A Mr. G BROWN, of 10 Downing Street says: I take great offence at being refferred to as a "SOCIOPATH" in your last posting. It's a bit much when I am bending over backwards to clean up the mess I made in the first place. Oops!............

Marcel says: "Bending over backwards, eh? We may have a vacancy for you......."

Monday 8 June 2009

GORDON BROWN GOES TO THE CIRCUS?





Pettigrew has us booked for Dunfermline, hometown of our own dear leader, Gordon Brown, who, if things get any worse for him (can they), may well be back on his home turf before we arrive.

If that, indeed, turns out to be the case, I hope he decides to pay us a visit, if only because I don't like to think of a "sociopath" with no means of diversion. You never know what they might be planning.

Shabby though our little Dunfermline Circus is, we should be able to keep his mind off things, even if only for a while.

There's the Great Vertigo and his high wire act.. He walks the length of his wire balancing a beach ball on his head while, somewhere in the background Fred Astaire warbles "there may be trouble ahead" on a scratched old 78. On second thoughts, that may only serve to remind Gordo of his own recent predicament.

There's always Bruno, our Latvian juggler. He prefers "They Call The Wind Maria" as his musical accompaniment. Presumably that's the same wind that keeps knocking his whirling plates off their poles. Apparently, the Circus would have turned a small profit last year if it hadn't been for all the china he smashed.

No, no, on second thoughts Bruno wouldn't do either. There are too many similarities between his act and Alastair Darling's "handling" of the economy.

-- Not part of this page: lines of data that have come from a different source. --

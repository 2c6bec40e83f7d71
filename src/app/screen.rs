//! Layout of the review list.
//!
//! Rows have different heights, so the screen keeps the measured height and
//! top line of every item from the last layout pass and scrolls in terminal
//! lines. Only rows intersecting the viewport are bound, each into a slot
//! from a pool that is reused from frame to frame; slot `n` is always the
//! `n`-th visible row. When scrolling moves a different item into a slot, the
//! slot's avatar request is replaced and any result for the old item is
//! dropped on arrival.

use crate::avatar::{AvatarDelivery, AvatarLoader, AvatarSlot, SlotId};
use crate::feed::{ListItem, RowContent, ScrollSignal};

/// One reusable display row.
#[derive(Debug, Clone)]
pub struct RowSlot {
    pub content: RowContent,
    pub avatar: AvatarSlot,
    /// Index of the bound item in the feed
    pub item_index: usize,
    /// Viewport line the first drawn line lands on
    pub y: u16,
    /// Lines of the row scrolled off above the viewport
    pub skip: u16,
}

impl RowSlot {
    fn new(id: SlotId) -> Self {
        Self {
            content: RowContent::default(),
            avatar: AvatarSlot::new(id),
            item_index: 0,
            y: 0,
            skip: 0,
        }
    }

    fn release(&mut self) {
        self.content.clear();
        self.avatar.clear();
    }
}

#[derive(Debug, Default)]
pub struct ReviewScreen {
    slots: Vec<RowSlot>,
    bound: usize,
    heights: Vec<u16>,
    tops: Vec<u32>,
    content_extent: u32,
    width: u16,
    height: u16,
    scroll: u32,
    selected: usize,
    /// Scroll the selected item into view on the next layout
    follow_selection: bool,
}

impl ReviewScreen {
    pub fn new() -> Self {
        Self::default()
    }

    /// Back to the top, used when the feed is refreshed
    pub fn reset(&mut self) {
        self.scroll = 0;
        self.selected = 0;
        self.follow_selection = false;
    }

    pub fn selected(&self) -> usize {
        self.selected
    }

    #[cfg(test)]
    pub fn scroll_offset(&self) -> u32 {
        self.scroll
    }

    /// Rows bound by the last [`update`](Self::update), top to bottom
    pub fn rows(&self) -> &[RowSlot] {
        &self.slots[..self.bound]
    }

    /// Lay out `items` in a `width` x `height` viewport and bind the rows
    /// that are visible.
    pub fn update(
        &mut self,
        items: &[ListItem],
        width: u16,
        height: u16,
        loader: &mut AvatarLoader,
    ) {
        self.layout(items, width, height);
        self.bind_visible(items, loader);
    }

    fn layout(&mut self, items: &[ListItem], width: u16, height: u16) {
        self.width = width;
        self.height = height;
        self.heights.clear();
        self.tops.clear();

        let mut top = 0u32;
        for item in items {
            let height = item.measure(width);
            self.tops.push(top);
            self.heights.push(height);
            top += u32::from(height);
        }
        self.content_extent = top;

        self.selected = self.selected.min(items.len().saturating_sub(1));
        if self.follow_selection && !items.is_empty() {
            self.scroll_to_selected();
            self.follow_selection = false;
        }
        self.scroll = self.scroll.min(self.max_scroll());
    }

    fn bind_visible(&mut self, items: &[ListItem], loader: &mut AvatarLoader) {
        let view_top = self.scroll;
        let view_bottom = self.scroll + u32::from(self.height);
        let mut used = 0;

        if self.width > 0 && self.height > 0 {
            for (index, item) in items.iter().enumerate() {
                let top = self.tops[index];
                let height = u32::from(self.heights[index]);
                if height == 0 || top + height <= view_top {
                    continue;
                }
                if top >= view_bottom {
                    break;
                }

                if used == self.slots.len() {
                    self.slots.push(RowSlot::new(SlotId(used)));
                }
                let slot = &mut self.slots[used];
                item.bind(&mut slot.content, self.width);
                slot.item_index = index;
                slot.skip = clamp_u16(view_top.saturating_sub(top));
                slot.y = clamp_u16(top.saturating_sub(view_top));

                match slot.content.avatar.as_deref() {
                    Some(resource) => {
                        loader.request(resource, &mut slot.avatar);
                    }
                    None => slot.avatar.clear(),
                }
                used += 1;
            }
        }

        for slot in &mut self.slots[used..] {
            slot.release();
        }
        self.bound = used;
    }

    /// Hand finished avatar fetches to the slots. Returns whether any slot
    /// changed.
    pub fn deliver(&mut self, deliveries: &[AvatarDelivery]) -> bool {
        let mut changed = false;
        for delivery in deliveries {
            if let Some(slot) = self.slots.get_mut(delivery.slot.0) {
                changed |= slot.avatar.accept(delivery);
            }
        }
        changed
    }

    pub fn scroll_signal(&self) -> ScrollSignal {
        ScrollSignal {
            content_extent: self.content_extent,
            viewport_extent: u32::from(self.height),
            offset: self.scroll,
        }
    }

    fn max_scroll(&self) -> u32 {
        self.content_extent.saturating_sub(u32::from(self.height))
    }

    fn scroll_to_selected(&mut self) {
        let (Some(&top), Some(&height)) =
            (self.tops.get(self.selected), self.heights.get(self.selected))
        else {
            return;
        };
        let bottom = top + u32::from(height);
        let view = u32::from(self.height);

        if top < self.scroll || u32::from(height) >= view {
            self.scroll = top;
        } else if bottom > self.scroll + view {
            self.scroll = bottom - view;
        }
    }

    /// Item containing the first line of the viewport
    fn item_at_scroll(&self) -> usize {
        self.tops
            .partition_point(|&top| top <= self.scroll)
            .saturating_sub(1)
    }

    pub fn select_next(&mut self, len: usize) -> bool {
        if self.selected + 1 >= len {
            return false;
        }
        self.selected += 1;
        self.follow_selection = true;
        true
    }

    pub fn select_previous(&mut self) -> bool {
        if self.selected == 0 {
            return false;
        }
        self.selected -= 1;
        self.follow_selection = true;
        true
    }

    pub fn page_down(&mut self, len: usize) {
        self.scroll = (self.scroll + u32::from(self.height)).min(self.max_scroll());
        self.selected = if self.scroll == self.max_scroll() {
            len.saturating_sub(1)
        } else {
            self.item_at_scroll()
        };
    }

    pub fn page_up(&mut self) {
        self.scroll = self.scroll.saturating_sub(u32::from(self.height));
        self.selected = self.item_at_scroll();
    }

    pub fn go_to_top(&mut self) {
        self.scroll = 0;
        self.selected = 0;
    }

    pub fn go_to_bottom(&mut self, len: usize) {
        self.selected = len.saturating_sub(1);
        self.scroll = self.max_scroll();
        self.follow_selection = true;
    }
}

fn clamp_u16(value: u32) -> u16 {
    u16::try_from(value).unwrap_or(u16::MAX)
}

There's always that "sweet little ginger nut", Candy, from our act, who tops off the evening by handling Bruno's balls. Now stop that you..............

What I mean is she does this twee little number where he throws little red and blue rubber balls at her and she throws them right back.

That's it! No skill. No panache. No doing it blindfolded or backwards and over her head or anything like that. Just back and forth, back and forth....... like some quietly demented tennis game for people who cannot handle excitement.

All the time she's doing it she has this mad, fixed grin plastered over her features. It's unearthly. No, wait. We can't have that. It would remind him of ...........Hazel Blears! He may be the worst P.M. since the invention of the wheel but I would not wish that even on him.

No, I very much fear that if it's a powerful and lasting diversion that he is in need of, there is only one thing that will do. He'll have to have a Jumbo Fish Supper with an extra portion of pickled onions, followed by a deep fried mars bar
and eat it on a shaky bus going home!!!! The ensuing two days of vicious indigestion will probably be enough to ensure that he forgets he ever was P.M.

AUNT SALLY

A MR. Tutti Del Frutti (of Sam and Ella's Golden Fryer, Dunfermline)says:

If a dat bum comes in my place I'll give him a Jumbo Supper all right......and dat deep fried mars, and dat.....red pudding I been trying to get rid of since the Falklands and dat jar with the boiled egg that gone purple wid green stuff floating in the bottom and....and

Marcel says: Enough. Enough. Now wash your hands thoroughly and get me a packet of peanuts! Anyway, I said diversion - not olivion!